Dataset entries:
▽

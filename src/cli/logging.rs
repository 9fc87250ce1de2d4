use log::LevelFilter;
use simple_logger::SimpleLogger;

/// Initialize logging with the specified level
pub fn init_logging(debug: bool) -> LevelFilter {
    let log_level = if debug {
        LevelFilter::Debug
    } else {
        LevelFilter::Info
    };

    // A logger can only be installed once per process
    if let Err(e) = SimpleLogger::new().with_level(log_level).init() {
        eprintln!("Failed to initialize logging: {}", e);
    }

    log_level
}

/// Configure backtrace if trace is enabled
pub fn configure_backtrace(trace: bool) {
    if trace {
        std::env::set_var("RUST_BACKTRACE", "1");
    }
}
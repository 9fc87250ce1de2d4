use crate::config::types::OutputFormat;

/// Default shallowest heading level included by the extractor
pub fn default_min_level() -> u32 {
    1
}

/// Default deepest heading level included by the extractor
pub fn default_max_level() -> u32 {
    6
}

/// Default CSS class for the TOC list
pub fn default_list_class() -> String {
    "toc".to_string()
}

/// Default CSS class for the active entry
pub fn default_active_class() -> String {
    "active".to_string()
}

/// Default output format
pub fn default_format() -> OutputFormat {
    OutputFormat::Text
}
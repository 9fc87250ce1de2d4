use crate::markdown::extract::ExtractedHeading;
use crate::toc::HeadingToken;

/// Nest flat headings into a token forest.
///
/// A heading becomes a child of the closest preceding open heading with a
/// smaller level, otherwise it is top-level. Levels may skip: an h3 right
/// after an h1 is nested under it.
pub fn nest_headings(flat: Vec<ExtractedHeading>) -> Vec<HeadingToken> {
    let mut roots = Vec::new();
    let mut stack: Vec<HeadingToken> = Vec::new();

    for heading in flat {
        while stack.last().is_some_and(|open| open.level >= heading.level) {
            close_last(&mut stack, &mut roots);
        }
        stack.push(HeadingToken::leaf(heading.name, heading.id, heading.level));
    }

    // Process remaining items in the stack
    while !stack.is_empty() {
        close_last(&mut stack, &mut roots);
    }

    roots
}

/// Pop the innermost open heading and attach it to its parent
fn close_last(stack: &mut Vec<HeadingToken>, roots: &mut Vec<HeadingToken>) {
    if let Some(completed) = stack.pop() {
        match stack.last_mut() {
            Some(parent) => parent.children.push(completed),
            None => roots.push(completed),
        }
    }
}
use clap::ValueEnum;
use serde::{Deserialize, Serialize};

use crate::config::defaults;

/// How a table of contents is printed
#[derive(Debug, Clone, Copy, PartialEq, Eq, Serialize, Deserialize, ValueEnum)]
#[serde(rename_all = "lowercase")]
pub enum OutputFormat {
    /// Indented `title - #id` lines
    Text,
    /// The tree as pretty-printed JSON
    Json,
    /// A nested `<ul>` navigation list
    Html,
}

/// Table of contents configuration
#[derive(Debug, Clone, PartialEq, Eq, Serialize, Deserialize)]
pub struct TocConfig {
    /// Minimum heading level picked up from markdown (h1 = 1, h2 = 2, etc.)
    #[serde(default = "defaults::default_min_level")]
    pub min_level: u32,

    /// Maximum heading level picked up from markdown
    #[serde(default = "defaults::default_max_level")]
    pub max_level: u32,

    /// CSS class for the TOC list
    #[serde(default = "defaults::default_list_class")]
    pub list_class: String,

    /// CSS class put on the active entry
    #[serde(default = "defaults::default_active_class")]
    pub active_class: String,

    /// Output format used by the command line
    #[serde(default = "defaults::default_format")]
    pub format: OutputFormat,
}

impl Default for TocConfig {
    fn default() -> Self {
        Self {
            min_level: defaults::default_min_level(),
            max_level: defaults::default_max_level(),
            list_class: defaults::default_list_class(),
            active_class: defaults::default_active_class(),
            format: defaults::default_format(),
        }
    }
}

impl TocConfig {
    /// Whether a heading level falls inside the configured window
    pub fn includes_level(&self, level: u32) -> bool {
        level >= self.min_level && level <= self.max_level
    }
}
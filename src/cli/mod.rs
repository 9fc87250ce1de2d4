pub mod types;
pub mod logging;

use clap::Parser;
use std::path::{Path, PathBuf};

use pagetoc::markdown::get_markdown_toc;
use pagetoc::toc::load_tokens;
use pagetoc::utils::fs::read_file;
use pagetoc::{get_toc, load_config, BoxResult, OutputFormat, TableOfContents, TocConfig};

/// Run the command-line interface
pub fn run() {
    let cli = types::Cli::parse();

    // Initialize logging system
    logging::init_logging(cli.debug);

    // Configure backtrace
    logging::configure_backtrace(cli.trace);

    if let Err(e) = execute(&cli) {
        log::error!("{}", e);
        std::process::exit(1);
    }
}

fn execute(cli: &types::Cli) -> BoxResult<()> {
    let mut config = load_config(PathBuf::from("."), cli.config.clone())?;
    if let Some(format) = cli.format {
        config.format = format;
    }

    let toc = match &cli.command {
        types::Commands::Markdown { input } => markdown_toc(input, &config)?,
        types::Commands::Tokens { input } => get_toc(&load_tokens(input)?),
    };

    print!("{}", render(&toc, &config)?);
    Ok(())
}

fn markdown_toc(input: &Path, config: &TocConfig) -> BoxResult<TableOfContents> {
    log::debug!("Reading markdown from {}", input.display());
    let markdown = read_file(input)?;
    Ok(get_toc(&get_markdown_toc(&markdown, config)))
}

/// Render a table of contents in the configured format
fn render(toc: &TableOfContents, config: &TocConfig) -> BoxResult<String> {
    let output = match config.format {
        OutputFormat::Text => toc.to_string(),
        OutputFormat::Json => format!("{}\n", toc.to_json()?),
        OutputFormat::Html => {
            let mut html = toc.to_html(config);
            if !html.is_empty() {
                html.push('\n');
            }
            html
        }
    };
    Ok(output)
}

△

YOUR OBJECTIVE » What is the number of lines above that contain the string "execute"? Answer with the number alone.

RESULT OF THIS EXERCISE » 2